Misschien herkennen we daar ook iets van in ons eigen leven. Er zijn momenten dat we moeten leren loslaten: geliefde mensen die ons ontvallen, plannen die niet doorgaan, gezondheid die achteruitgaat, verwachtingen die we bijstellen. Loslaten is niet eenvoudig – het voelt soms als een verlies van grip. En toch laat de natuur ons zien dat loslaten niet alleen verlies betekent, maar ook ruimte schept voor iets nieuws.
Want onder de kale takken en de lege velden gebeurt iets wat we niet zien. In de stilte en schijnbare doodsheid van de herfst en de winter, bereidt de natuur zich voor op nieuw leven. Wat vandaag verborgen blijft, kan morgen ontkiemen. Zoals Jezus zelf zegt: “Als de graankorrel niet in de aarde valt en sterft, blijft hij alleen; maar als hij sterft, draagt hij veel vrucht” (Johannes 12:24).

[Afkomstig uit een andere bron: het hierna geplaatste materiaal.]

//! JSON report envelope around a matrix build.

use chrono::{DateTime, Utc};
use serde::{Deserialize, Serialize};
use thiserror::Error;
use vintage_matrix::MatrixOutcome;

use crate::export::{ExportError, ExportFormat, Exporter};
use crate::table::outcome_message;

/// Errors that can occur during report generation.
#[derive(Debug, Error)]
pub enum ReportError {
    /// Serialization error.
    #[error("Serialization error: {0}")]
    Serialization(#[from] serde_json::Error),

    /// Matrix export error.
    #[error("Export error: {0}")]
    Export(#[from] ExportError),
}

/// How a matrix build ended.
#[derive(Debug, Clone, Copy, PartialEq, Eq, Serialize, Deserialize)]
#[serde(rename_all = "snake_case")]
pub enum ReportStatus {
    /// A matrix was built
    Ready,
    /// Filters left no cohorts
    EmptyCohortSet,
    /// No numerator/denominator column pairs
    NoMatchingColumns,
}

impl From<&MatrixOutcome> for ReportStatus {
    fn from(outcome: &MatrixOutcome) -> Self {
        match outcome {
            MatrixOutcome::Ready(_) => Self::Ready,
            MatrixOutcome::EmptyCohortSet { .. } => Self::EmptyCohortSet,
            MatrixOutcome::NoMatchingColumns { .. } => Self::NoMatchingColumns,
        }
    }
}

/// A vintage report.
#[derive(Debug, Clone, Serialize, Deserialize)]
pub struct Report {
    /// Report title, usually the business unit and ratio.
    pub title: String,

    /// Report generation timestamp.
    pub timestamp: DateTime<Utc>,

    /// Outcome of the build.
    pub status: ReportStatus,

    /// User-facing message when no matrix was produced.
    pub message: Option<String>,

    /// Parameters the matrix was built with.
    pub parameters: serde_json::Value,

    /// Report contents (JSON format).
    pub contents: serde_json::Value,
}

impl Report {
    /// Create a new report.
    pub fn new(
        title: String,
        status: ReportStatus,
        parameters: serde_json::Value,
        contents: serde_json::Value,
    ) -> Self {
        Self {
            title,
            timestamp: Utc::now(),
            status,
            message: None,
            parameters,
            contents,
        }
    }

    /// Convert report to JSON string.
    pub fn to_json(&self) -> Result<String, ReportError> {
        Ok(serde_json::to_string_pretty(self)?)
    }
}

/// Builder for creating reports.
#[derive(Debug, Default)]
pub struct ReportBuilder {
    title: Option<String>,
    parameters: Option<serde_json::Value>,
}

impl ReportBuilder {
    /// Create a new report builder.
    pub fn new() -> Self {
        Self::default()
    }

    /// Set the title.
    pub fn title(mut self, title: impl Into<String>) -> Self {
        self.title = Some(title.into());
        self
    }

    /// Set the build parameters.
    pub fn parameters(mut self, parameters: serde_json::Value) -> Self {
        self.parameters = Some(parameters);
        self
    }

    /// Build the report for a matrix outcome.
    ///
    /// Sentinel outcomes produce a report with `null` contents and a message.
    pub fn build(self, outcome: &MatrixOutcome) -> Result<Report, ReportError> {
        let contents = match outcome.matrix() {
            Some(matrix) => serde_json::from_str(&matrix.export_to_string(ExportFormat::Json)?)?,
            None => serde_json::Value::Null,
        };

        let mut report = Report::new(
            self.title.unwrap_or_default(),
            ReportStatus::from(outcome),
            self.parameters.unwrap_or(serde_json::Value::Null),
            contents,
        );
        report.message = outcome_message(outcome);
        Ok(report)
    }
}

#[cfg(test)]
mod tests {
    use super::*;
    use vintage_matrix::{Alignment, CohortMonth, MatrixColumn, MatrixRow, RowKey, VintageMatrix};

    #[test]
    fn test_report_for_matrix() {
        let matrix = VintageMatrix::new(
            Alignment::Relative,
            CohortMonth::new(2024, 1),
            vec![MatrixColumn::relative(1)],
            vec![MatrixRow {
                key: RowKey::Cohort(CohortMonth::new(2024, 1).unwrap()),
                cells: vec![Some(0.2)],
                initial_volume: Some(10.0),
            }],
        )
        .unwrap();

        let report = ReportBuilder::new()
            .title("PR 30+")
            .parameters(serde_json::json!({"max_offset": 1}))
            .build(&MatrixOutcome::Ready(matrix))
            .unwrap();

        assert_eq!(report.title, "PR 30+");
        assert_eq!(report.status, ReportStatus::Ready);
        assert!(report.message.is_none());
        assert_eq!(report.contents["rows"][0]["values"][0], 0.2);
    }

    #[test]
    fn test_report_for_empty_outcome() {
        let report = ReportBuilder::new()
            .build(&MatrixOutcome::EmptyCohortSet { columns: vec![] })
            .unwrap();

        assert_eq!(report.status, ReportStatus::EmptyCohortSet);
        assert!(report.contents.is_null());
        assert!(report.message.is_some());

        let json = report.to_json().unwrap();
        assert!(json.contains("\"empty_cohort_set\""));
    }
}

En juist in de donkerte van de herfst mogen we leren zien dat licht kostbaar is. Het zachte schijnsel van een kaars, een straal zonlicht door de wolken, een woord van troost of een gebaar van liefde: kleine tekenen die ons herinneren dat God nabij is.
Mogen wij in deze herfsttijd de moed vinden om los te laten wat voorbijgaat, de dankbaarheid om te zien wat ons gegeven is, en de hoop om uit te zien naar wat komt. Want de belofte staat: na de herfst en de winter komt er nieuw leven. En het licht, dat in de duisternis schijnt, blijft altijd.